– Почему?
– А потому, что это очень странно писать такую почти «эзотерическую» музыку для народного ансамбля. И вот только в 1980-м году, когда прошло почти 9 или 10 лет, то есть уже в период денисовских концертов (очень активных, кстати), я решил, что все-таки этот материал не должен пропадать, что он важен для меня. И сделал его для обычного состава, соответствующего тогдашнему ансамблю Большого театра, которым руководил Александр Лазарев. Это был новый, современный ансамбль с превосходными музыкантами: один там Мясников чего стоил – кларнетист гениальный, по-моему; ударная группа замечательная, и Ивашкин в нем играл на виолончели. Ну, и так далее, и так далее. Но состав я опять сделал, как всегда, непрактичный. В те годы я постоянно писал непрактичные составы. Вот видите: гобой, кларнет, труба, да еще in С, два ударника на довольно большое количество ударных инструментов, две арфы, фортепиано, электроорган (можно и просто орган, даже лучше. Но, в данном случае, я ввел именно электроорган, поскольку речь шла об исполнении в Доме Композиторов), еще скрипка и контрабас. Правда, все это ансамбль Большого театра позволял, конечно. И, в конце концов, получилась какая-то энная уже редакция, но окончательная или почти окончательная вот для такого состава и с таким расположением частей, то бишь: «Напев», «Импровизации» и «Пейзаж». И получилось не очень, как говорят, концептуальное, произведение, а просто скорее три зарисовки импрессионистического характера и довольно-таки рыхлая композиция.
– Отчего «рыхлая»?
– Потому что обычно я люблю писать как бы сразу охватывая взглядом будущее сочинение: мне нужно видеть все сразу и тогда и пишется интересно и легко. А поскольку тут был случай особый и начинал я это сочинение еще довольно молодым человеком, и к тому же не было и никакого общего замысла, а было только специфическое инструментальное предложение, то вот и получилась, на мой взгляд, довольно-таки рыхлая композиция. Но все же в ней что-то было для меня и важное, наверное.
– Что именно?
– Так фактически это первое сочинение, в котором я обращаюсь к двенадцатитоновой технике и причем сразу в очень необычной манере. Одной из первых была написана тогда как раз третья часть, которая называется «Пейзаж», и она-то и есть моя первая двенадцатитоновая пьеса, выдержанная в этой двенадцатитоновости от начала до конца. А это 1971-й год еще – это моя молодость.
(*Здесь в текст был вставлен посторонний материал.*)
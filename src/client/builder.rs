//! Factory for creating clients: a handful of named async constructors
//! (`tcp`, `udp`, `from_config`) rather than a builder type with setters,
//! since connecting is itself the only configurable step once a
//! [`crate::config::ClientConfig`] is in hand.

use std::sync::Arc;
use std::time::Duration;

use crate::client::{Client, Writer};
use crate::config::{ClientConfig, ConnectorType};
use crate::error::Result;
use crate::transport::tcp::TcpConnector;
use crate::transport::udp::UdpConnector;

/// Factory for connecting a [`Client`] over TCP or UDP.
pub struct ClientBuilder;

impl ClientBuilder {
    /// Connect over TCP with the identity codec and the default sync
    /// request timeout (3000ms).
    pub async fn tcp(addr: impl Into<String>) -> Result<Client> {
        Self::tcp_with_timeout(addr, Duration::from_millis(3000)).await
    }

    pub async fn tcp_with_timeout(addr: impl Into<String>, timeout: Duration) -> Result<Client> {
        let factory = Arc::new(crate::codec::identity::IdentityCodecFactory);
        let connector = TcpConnector::new(addr, factory, 1024);
        let (session, reader) = connector.connect().await?;
        Ok(Client::spawn(Writer::Tcp(session), reader.into(), timeout))
    }

    /// Connect over UDP with the identity codec and the default sync
    /// request timeout.
    pub async fn udp(addr: impl tokio::net::ToSocketAddrs + std::fmt::Debug) -> Result<Client> {
        Self::udp_with_timeout(addr, Duration::from_millis(3000)).await
    }

    pub async fn udp_with_timeout(
        addr: impl tokio::net::ToSocketAddrs + std::fmt::Debug,
        timeout: Duration,
    ) -> Result<Client> {
        let codec = Arc::new(crate::codec::identity::IdentityCodec);
        let connector = Arc::new(
            UdpConnector::connect(addr, codec, crate::transport::udp::DEFAULT_DATAGRAM_BUF_SIZE)
                .await?,
        );
        Ok(Client::spawn(
            Writer::Udp(connector.clone()),
            ReadSource::Udp(connector),
            timeout,
        ))
    }

    /// Connect using a fully validated [`ClientConfig`] (`SPEC_FULL.md`
    /// §6), selecting TCP or UDP per `connector_type` and applying the
    /// configured compression and timeout.
    #[tracing::instrument(skip(config))]
    pub async fn from_config(config: &ClientConfig) -> Result<Client> {
        config.validate()?;
        let timeout = Duration::from_millis(config.sync_request_timeout_ms as u64);

        match config.connector_type {
            ConnectorType::Tcp => {
                let cfg = config.tcp_connector.as_ref().expect("validated above");
                let factory = cfg.compression.streaming_factory()?;
                let connector =
                    TcpConnector::new(cfg.addr(), factory, cfg.streaming_min_buf_size);
                let (session, reader) = connector.connect().await?;
                Ok(Client::spawn(Writer::Tcp(session), reader.into(), timeout))
            }
            ConnectorType::Udp => {
                let cfg = config.udp_connector.as_ref().expect("validated above");
                let codec = cfg.compression.non_streaming_codec()?;
                let connector =
                    Arc::new(UdpConnector::connect(cfg.addr(), codec, cfg.datagram_buf_size).await?);
                Ok(Client::spawn(
                    Writer::Udp(connector.clone()),
                    ReadSource::Udp(connector),
                    timeout,
                ))
            }
        }
    }
}

/// Which half of the transport the background read task owns.
pub enum ReadSource {
    Tcp(crate::transport::tcp::TcpSessionReader),
    Udp(Arc<UdpConnector>),
}

impl From<crate::transport::tcp::TcpSessionReader> for ReadSource {
    fn from(reader: crate::transport::tcp::TcpSessionReader) -> Self {
        ReadSource::Tcp(reader)
    }
}
//! The identity codec: no compression. The non-streaming side is a byte
//! copy; the streaming side delegates straight to the MessagePack streaming
//! parser.

use bytes::Bytes;

use super::{NonStreamingCodec, NonStreamingCodecFactory, StreamingCodecFactory};
use crate::error::Result;
use crate::parser::StreamingParser as MsgpackStreamingParser;

#[derive(Debug, Default, Clone, Copy)]
pub struct IdentityCodec;

impl NonStreamingCodec for IdentityCodec {
    fn compress(&self, data: &[u8]) -> Result<Bytes> {
        Ok(Bytes::copy_from_slice(data))
    }

    fn decompress(&self, data: &[u8]) -> Result<Bytes> {
        Ok(Bytes::copy_from_slice(data))
    }
}

#[derive(Debug, Default, Clone, Copy)]
pub struct IdentityCodecFactory;

impl NonStreamingCodecFactory for IdentityCodecFactory {
    fn new_codec(&self) -> Box<dyn NonStreamingCodec> {
        Box::new(IdentityCodec)
    }
}

/// Compressor side: every call just returns its input untouched.
#[derive(Debug, Default)]
pub struct IdentityCompressor;

impl super::StreamingCompressor for IdentityCompressor {
    fn compress(&mut self, data: &[u8]) -> Result<Bytes> {
        Ok(Bytes::copy_from_slice(data))
    }
}

/// Parser side: a thin pass-through to the MessagePack streaming parser,
/// since there is no compression framing to undo first.
#[derive(Debug, Default)]
pub struct IdentityStreamingParser {
    inner: MsgpackStreamingParser,
}

impl super::StreamingParser for IdentityStreamingParser {
    fn prepare_buffer(&mut self, n: usize) -> &mut [u8] {
        self.inner.prepare_buffer(n)
    }

    fn consumed(&mut self, k: usize) {
        self.inner.consumed(k)
    }

    fn parse_next(&mut self, k: usize) -> Result<bool> {
        self.inner.parse_next(k)
    }

    fn get(&mut self) -> Bytes {
        self.inner.get()
    }
}

impl StreamingCodecFactory for IdentityCodecFactory {
    fn new_compressor(&self) -> Box<dyn super::StreamingCompressor> {
        Box::new(IdentityCompressor)
    }

    fn new_parser(&self) -> Box<dyn super::StreamingParser> {
        Box::new(IdentityStreamingParser::default())
    }
}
– Но здесь далеко не строгая серийность.
– Ну, так уж задумано: каждый раз новый ряд. Кончился один – дальше новый, кончился он – дальше другой. И так все время, то есть это свободная двенадцатитоновая техника.
– Она еще не связана с вашим будущим двенадцатититоновым рядом?!
– Нет! Не было его тогда. Но зато я вообще долго думал о том, что есть двенадцатититоновость, нужно ли мне то, что я уже слышал из Берга, Шенберга и Веберна. Дело в том, что мне всегда больше нравился даже преддодекафонный период их творчества. Во всяком случае, я помню, что тогда эту проблему для себя рационально я так и не разрешил. И не только практически (я очень условно говорю на самом деле об этом). И моя музыка – это, конечно, не Шенберг никакой, хотя и мрачный экспрессионистский, так сказать, пейзаж, а писал я что-то себе близкое и вместе с тем хотел, чтобы оно было очень спонтанным, чтобы музыка, что называется, шла именно экспрессивным потоком и чтобы она при всем этом не была чем-то очень рациональным, конструктивистским, высушенным. И вот я избрал такой путь, хотя еще не был уверен, что нуждаюсь в этой технике очень, и стал мыслить как-то по своему, как бы пучками двенадцатитоновых образований, когда каждый раз появляется новое – то одно вот образование, то второе, то третье, и при этом при всем ни на чем не останавливаясь, не заключая себя в рамки одного только какого-то ряда. И получилось очень, знаете, для меня любопытное, очень любопытное сочинение, и может даже единственное в каком-то красочном своем отношении – почти импрессионистское…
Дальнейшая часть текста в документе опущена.